Thursday, October 11, 2012
Like many other states, Massachusetts has recently passed an amendment to its corporate law that permits the incorporation of "Benefit Corporations" (Chapter 238, Section 52). I have opinions about whether this is anything more than just a marketing effort, but let me put those to the side for the time being. Here, I'd like to focus on the fact that the Secretary of State of the Commonwealth of Massachusetts apparently has a tenuous grasp on what the corporate law of Massachusetts presently is. In the Commonwealth's official notice and FAQ for Benefit Corporations, the Corporations Division describes the need for Benefit Corporations, thusly:
What are benefit corporations?
Benefit corporations are corporations organized under Chapter 156A (the professional corporation statute) or Chapter 156D (the business corporations statute) that have elected to be a benefit corporation in their Articles.

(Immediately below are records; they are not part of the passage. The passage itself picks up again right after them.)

/// Unordered list markers.
///
/// `+` is the only bullet this recognizer owns outright: `-` runs belong to
/// [`super::rule::Rule`] and `*` to [`super::emphasis::Emphasis`], both of
/// which commit the `marker + space` form literally, which is all a list
/// marker needs. Ordered-list digits are deliberately not held; hiding every
/// line-leading number costs more than the flicker it would prevent.
pub struct ListMarker;

impl ListMarker {
    pub const BULLET: u8 = b'+';

    pub fn starts(pending: &str) -> bool {
        pending == "+"
    }

    pub fn still_valid(pending: &str) -> bool {
        pending == "+"
    }
}
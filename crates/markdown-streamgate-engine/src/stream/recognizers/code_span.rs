/// Inline code delimited by backtick runs.
///
/// Code spans are raw zones: once one opens, nothing inside it is
/// reinterpreted until the closing run arrives. Line-leading runs that grow
/// to fence length are taken over by the fence guard before this recognizer
/// ever rules on them.
pub struct CodeSpan;

impl CodeSpan {
    pub const TICK: u8 = b'`';

    pub fn starts(pending: &str) -> bool {
        pending == "`"
    }

    /// Open while the backtick run is still growing or the closing run has
    /// not arrived. A closing run of exactly the opening length completes the
    /// span; a blank line rules it out (inline context cannot cross a block
    /// boundary).
    pub fn still_valid(pending: &str) -> bool {
        let open = pending.bytes().take_while(|&b| b == Self::TICK).count();
        if open == pending.len() {
            return true;
        }
        if pending.contains("\n\n") {
            return false;
        }
        let close = pending.bytes().rev().take_while(|&b| b == Self::TICK).count();
        close != open
    }
}
//! Safe incremental rendering support for streaming markdown.
//!
//! A buffer that grows token-by-token is never handed to a markdown parser
//! directly: half-written links, open emphasis runs and unterminated fences
//! would render as garbage and then jump around as they complete. The
//! classifier in this crate promotes only syntactically safe prefixes,
//! standing a named marker in for whatever construct is still arriving.
//!
//! ```
//! use markdown_streamgate_engine::{Classifier, StreamState};
//!
//! let classifier = Classifier::new();
//! let mut state = StreamState::new();
//!
//! // The half-written link stays hidden...
//! assert_eq!(classifier.advance(&mut state, "a [half"), "a ");
//! // ...and surfaces literally once it completes.
//! assert_eq!(classifier.advance(&mut state, "a [half](x)"), "a [half](x)");
//! ```

pub mod guard;
pub mod placeholder;
pub mod reveal;
pub mod stream;

pub use placeholder::PlaceholderBindings;
pub use stream::{Classifier, ConstructKind, StreamState};
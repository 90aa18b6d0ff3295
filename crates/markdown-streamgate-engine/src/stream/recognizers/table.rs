/// Pipe tables.
///
/// A table only exists once its header row and delimiter row are both on
/// screen, so the span holds across the first line break (each line on its
/// own still looks valid) and commits after the second one. While a line is
/// mid-flight its trailing emptiness is not judged; that is the lookahead
/// exception the commit engine relies on.
pub struct Table;

impl Table {
    pub const PIPE: u8 = b'|';

    pub fn starts(pending: &str) -> bool {
        pending == "|"
    }

    pub fn still_valid(pending: &str) -> bool {
        let newlines = pending.bytes().filter(|&b| b == b'\n').count();
        if newlines >= 2 {
            return false;
        }
        if newlines == 1 {
            let Some(break_at) = pending.find('\n') else {
                return false;
            };
            let second = &pending[break_at + 1..];
            // Wait for the next character before judging the second line.
            match second.bytes().next() {
                None => true,
                Some(b'|' | b'-' | b':' | b' ') => true,
                Some(_) => false,
            }
        } else {
            true
        }
    }

    pub fn settled(pending: &str) -> bool {
        pending != "|"
    }
}
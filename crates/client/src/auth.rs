//! Login and registration; a successful call installs the bearer token
//! on the [`ApiClient`].

use serde::{Deserialize, Serialize};
use uuid::Uuid;

use crate::api::{ApiClient, ApiClientError};

#[derive(Debug, Serialize)]
struct Credentials<'a> {
    email: &'a str,
    password: &'a str,
}

#[derive(Debug, Clone, Deserialize)]
#[serde(rename_all = "camelCase")]
pub struct UserInfo {
    pub id: Uuid,
    pub email: String,
}

#[derive(Debug, Clone, Deserialize)]
#[serde(rename_all = "camelCase")]
pub struct Session {
    pub user: UserInfo,
    pub token: String,
}

pub async fn register(
    api: &mut ApiClient,
    email: &str,
    password: &str,
) -> Result<Session, ApiClientError> {
    let session: Session = api
        .post("/api/auth/register", &Credentials { email, password })
        .await?;
    api.set_token(Some(session.token.clone()));
    Ok(session)
}

pub async fn login(
    api: &mut ApiClient,
    email: &str,
    password: &str,
) -> Result<Session, ApiClientError> {
    let session: Session = api
        .post("/api/auth/login", &Credentials { email, password })
        .await?;
    api.set_token(Some(session.token.clone()));
    Ok(session)
}

/// Drop the stored token (local logout).
pub fn logout(api: &mut ApiClient) {
    api.set_token(None);
}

Benefit corporations are similar to traditional for-profit corporations but they differ in one important respect. While directors and officers of traditional for-profit corporations must focus primarily on maximizing financial returns to investors, the directors and officers of benefit corporations are expressly permitted to consider and prioritize the social and environmental impacts of their corporate decision-making.
For example, the directors of a traditional for-profit corporation faced with financial difficulty may opt to build up cash reserves by laying off employees in order to fulfill their fiduciary duty to prioritize returns to investors. A benefit corporation's directors faced with similar economic circumstances could prioritize retaining the corporation's workforce through hard times, opting to dip into cash reserves to do so, in order to pursue the corporation's public benefit goals.
Or ... the board of a for-profit corporation could simply decide to not lay-off employees and not face any repercussions from shareholders for a decision (not to lay-off workers when times are tough) that already is well within their rights.
I've written on this before in the context of state anti-takeover laws. Constituency statutes were adopted here in the Commonwealth during LBO boom to help give directors the power to resist unwanted offers. Currently, the directors of a Massachusetts corporation can put "shareholder maximization" behind the interests of employees, suppliers, creditors, whatever. Here's 156D, Sec. 8.30:
Section 8.30. GENERAL STANDARDS FOR DIRECTORS
(a) A director shall discharge his duties as a director, including his duties as a member of a committee:
(1) in good faith;
(2) with the care that a person in a like position would reasonably believe appropriate under similar circumstances; and
(3) in a manner the director reasonably believes to be in the best interests of the corporation. In determining what the director reasonably believes to be in the best interests of the corporation, a director may consider the interests of the corporation’s employees, suppliers, creditors and customers, the economy of the state, the region and the nation, community and societal considerations, and the long-term and short-term interests of the corporation and its shareholders, including the possibility that these interests may be best served by the continued independence of the corporation.
So ... a director of a MA for-profit corporation is presently under no legal obligation to put the maximization of short-term shareholder value/returns over interests towards constiuencies of the corporation, like employees. It's true that constituency statutes were originally adopted as anti-takeover statutes and they still play that role. But, for a publicly minded corporate board, the constituency statutes in place already provide plenty of legal cover to pursue public benefit in the corporate form.
I'll have more to say on Benefit Corporations later. For now, I am wondering whether Benefit Corporations might be a back door into supercharged state anti-takeover protections for firms that opt in? I don't think it's necessary, but lawyers have been known for pursuing belt-and-suspender defenses.